Chapter Eleven.
Sowing and reaping—Beautiful incident—“Help me to be a Christian!”—Thirty years between the sowing and the reaping—Sorrowing, yet stubborn, Indians induced to yield by the expression, “I know where your children are!”
While in our every-day missionary life there were dark hours, and times when our faith was severely tried, there was, on the other hand, much to encourage us to persevere in the blessed work among these Cree Indians.
An incident that occurred to us brought up very forcibly to our minds the couplet:
“Whate’er may die and be forgot,
Work done for God, it dieth not.”
I was sitting, one pleasant day in June, in my study at Norway House, absorbed in my work, when I was startled by a loud “Ahem!” behind me. I quickly sprang up, and, turning round, discovered that the man who had thus suddenly interrupted me in my thoughts was a big, stalwart Indian. He had come into the room in that catlike way in which nearly all of the Indians move. Their moccasined feet make no sound, and so it is quite possible for even scores of them to come into the house unheard. Then, as Indians have a great dislike to knocking, they generally omit it altogether, and unceremoniously enter, as this man had done, and as quietly as possible.
My first glance at him told me that he was an entire stranger, although I had by this time become acquainted with some hundreds of the natives.
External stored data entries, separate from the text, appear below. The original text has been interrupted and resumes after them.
//! Field-merging reconciler for analytics facts
//!
//! Facts never conflict. Each one is folded into the aggregate for its
//! `(factType, ownerId)` pair with per-field last-writer-wins, the result is
//! written back with a conditional put, and the cached copy is refreshed.

use async_trait::async_trait;
use serde_json::Value;

use super::{ReconcileContext, Reconciler};
use crate::cache::MergeFn;
use crate::clock::next_stamp;
use crate::error::{Error, Result};
use crate::models::{fact_type_of, AggregateState, EntityClass, EntityKey, ItemOutcome, SyncRecord};
use crate::store::{EntityWrite, PutOutcome};

/// Reconciler for `analyticsFact` records
#[derive(Debug, Clone, Copy, Default)]
pub struct AggregateReconciler;

#[async_trait]
impl Reconciler for AggregateReconciler {
    fn name(&self) -> &'static str {
        "mergeable_aggregate"
    }

    async fn reconcile(&self, record: &SyncRecord, ctx: &ReconcileContext) -> Result<ItemOutcome> {
        let (fact_type, fields) = fact_type_of(&record.payload)?;
        let key = EntityKey::new(
            EntityClass::AnalyticsFact,
            AggregateState::storage_id(fact_type, record.owner_id()),
        );
        let attempts = ctx.config.max_put_attempts.max(1);

        for attempt in 1..=attempts {
            let current = ctx.read(&key).await?;

            let mut state = match &current {
                Some(stored) => {
                    AggregateState::load_for(&stored.payload, fact_type, record.owner_id())?
                }
                None => AggregateState::new(fact_type, record.owner_id()),
            };
            let changed = state.merge_fields(fields, record.client_timestamp);
            if !changed && current.is_some() {
                return Ok(ItemOutcome::Accepted);
            }

            let expected = current.as_ref().map(|stored| stored.last_modified);
            let write = EntityWrite::new(state.to_payload()?, next_stamp(ctx.clock.as_ref(), expected));

            ctx.ensure_active()?;
            match ctx.store.conditional_put(&key, write, expected).await? {
                PutOutcome::Written(_) => {
                    ctx.cache
                        .refresh(
                            &key.cache_key(),
                            ctx.config.aggregate_cache_ttl,
                            merge_into_cached(state),
                        )
                        .await;
                    return Ok(ItemOutcome::Accepted);
                }
                PutOutcome::Stale => {
                    tracing::debug!(fact_type, attempt, "Aggregate changed underneath merge; retrying");
                }
            }
        }

        Err(Error::Contention {
            key: key.to_string(),
            attempts,
        })
    }
}

/// Fold freshly written state into whatever the cache currently holds.
fn merge_into_cached(fresh: AggregateState) -> MergeFn {
    Box::new(move |cached: Option<Value>| {
        let mut merged = cached
            .and_then(|value| AggregateState::from_payload(&value).ok())
            .filter(|state| state.fact_type == fresh.fact_type && state.owner_id == fresh.owner_id)
            .unwrap_or_else(|| AggregateState::new(fresh.fact_type.clone(), fresh.owner_id.clone()));
        merged.merge(&fresh);
        merged.to_payload().unwrap_or_default()
    })
}

#[cfg(test)]
mod tests {
    use super::super::test_support::{harness, record, record_from, Harness};
    use super::*;
    use crate::models::{FailureReason, FieldEntry};
    use crate::store::EntityStore;
    use pretty_assertions::assert_eq;
    use serde_json::json;

    fn aggregate_key(fact_type: &str, owner_id: &str) -> EntityKey {
        EntityKey::new(
            EntityClass::AnalyticsFact,
            AggregateState::storage_id(fact_type, owner_id),
        )
    }

    async fn stored_state(h: &Harness, fact_type: &str) -> AggregateState {
        let stored = h
            .store
            .get(&aggregate_key(fact_type, "studio-1"))
            .await
            .unwrap()
            .unwrap();
        AggregateState::from_payload(&stored.payload).unwrap()
    }

    #[tokio::test]
    async fn facts_merge_per_field_by_client_timestamp() {
        let h = harness(1_000);
        let reconciler = AggregateReconciler;

        reconciler
            .reconcile(
                &record(
                    EntityClass::AnalyticsFact,
                    "f1",
                    json!({"factType": "bookings", "total": 3, "noShows": 1}),
                    200,
                ),
                &h.ctx,
            )
            .await
            .unwrap();
        let outcome = reconciler
            .reconcile(
                &record(
                    EntityClass::AnalyticsFact,
                    "f2",
                    json!({"factType": "bookings", "total": 2, "walkIns": 4}),
                    100,
                ),
                &h.ctx,
            )
            .await
            .unwrap();
        assert_eq!(outcome, ItemOutcome::Accepted);

        let state = stored_state(&h, "bookings").await;
        assert_eq!(
            state.fields.get("total"),
            Some(&FieldEntry {
                value: json!(3),
                client_timestamp: 200,
            })
        );
        assert_eq!(state.fields.get("walkIns").map(|entry| &entry.value), Some(&json!(4)));
        assert_eq!(state.fields.get("noShows").map(|entry| &entry.value), Some(&json!(1)));
        assert!(!state.fields.contains_key("factType"));
    }

    #[tokio::test]
    async fn arrival_order_does_not_change_result() {
        let facts = [
            (json!({"factType": "revenue", "day": 10, "week": 70}), 5),
            (json!({"factType": "revenue", "day": 12}), 9),
            (json!({"factType": "revenue", "week": 65}), 9),
        ];

        let forward = harness(1_000);
        for (n, (payload, ts)) in facts.iter().enumerate() {
            AggregateReconciler
                .reconcile(
                    &record(EntityClass::AnalyticsFact, &format!("f{n}"), payload.clone(), *ts),
                    &forward.ctx,
                )
                .await
                .unwrap();
        }

        let backward = harness(1_000);
        for (n, (payload, ts)) in facts.iter().enumerate().rev() {
            AggregateReconciler
                .reconcile(
                    &record(EntityClass::AnalyticsFact, &format!("f{n}"), payload.clone(), *ts),
                    &backward.ctx,
                )
                .await
                .unwrap();
        }

        assert_eq!(
            stored_state(&forward, "revenue").await.fields,
            stored_state(&backward, "revenue").await.fields
        );
    }

    #[tokio::test]
    async fn owners_get_separate_aggregates() {
        let h = harness(1_000);
        for owner in ["studio-1", "studio-2"] {
            AggregateReconciler
                .reconcile(
                    &record_from(
                        "tablet",
                        owner,
                        EntityClass::AnalyticsFact,
                        "f1",
                        json!({"factType": "bookings", "owner": owner}),
                        1,
                    ),
                    &h.ctx,
                )
                .await
                .unwrap();
        }
        assert_eq!(h.store.len().await, 2);
    }

    #[tokio::test]
    async fn colon_in_fact_type_or_owner_cannot_reach_another_aggregate() {
        let h = harness(1_000);
        AggregateReconciler
            .reconcile(
                &record_from(
                    "tablet",
                    "b:c",
                    EntityClass::AnalyticsFact,
                    "f1",
                    json!({"factType": "a", "secret": 1}),
                    1,
                ),
                &h.ctx,
            )
            .await
            .unwrap();
        AggregateReconciler
            .reconcile(
                &record_from(
                    "phone",
                    "c",
                    EntityClass::AnalyticsFact,
                    "f2",
                    json!({"factType": "a:b", "secret": 99}),
                    2,
                ),
                &h.ctx,
            )
            .await
            .unwrap();

        assert_eq!(h.store.len().await, 2);
        let stored = h.store.get(&aggregate_key("a", "b:c")).await.unwrap().unwrap();
        let state = AggregateState::from_payload(&stored.payload).unwrap();
        assert_eq!(state.owner_id, "b:c");
        assert_eq!(state.fields["secret"].value, json!(1));
    }

    #[tokio::test]
    async fn missing_fact_type_is_invalid_payload() {
        let h = harness(1_000);
        let error = AggregateReconciler
            .reconcile(
                &record(EntityClass::AnalyticsFact, "f1", json!({"total": 1}), 1),
                &h.ctx,
            )
            .await
            .unwrap_err();

        assert_eq!(FailureReason::from(&error).code(), "invalid_payload");
        assert!(h.store.is_empty().await);
    }

    #[tokio::test]
    async fn successful_merge_refreshes_cache() {
        let h = harness(1_000);
        h.cache
            .insert(
                &aggregate_key("bookings", "studio-1").cache_key(),
                json!({
                    "factType": "bookings",
                    "ownerId": "studio-1",
                    "fields": {"cachedOnly": {"value": 1, "clientTimestamp": 1}}
                }),
                std::time::Duration::from_secs(60),
            )
            .await;

        AggregateReconciler
            .reconcile(
                &record(
                    EntityClass::AnalyticsFact,
                    "f1",
                    json!({"factType": "bookings", "total": 7}),
                    3,
                ),
                &h.ctx,
            )
            .await
            .unwrap();

        let cached = h
            .cache
            .get(&aggregate_key("bookings", "studio-1").cache_key())
            .await
            .unwrap();
        let cached = AggregateState::from_payload(&cached).unwrap();
        assert!(cached.fields.contains_key("cachedOnly"));
        assert_eq!(cached.fields.get("total").map(|entry| &entry.value), Some(&json!(7)));
    }
}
I shook hands with him and said a few commonplace things to him, to which I thought he paid but little heed.
I pointed to a chair, and asked him to be seated; but, instead of doing so, he came up close to me and said with great earnestness: “Missionary, will you help me to be a Christian?”
Surprised and pleased by this abrupt question, I replied, “Certainly I will; that is my business here.”
“Will you help my wife and children also to become Christians?” he added with equal emphasis.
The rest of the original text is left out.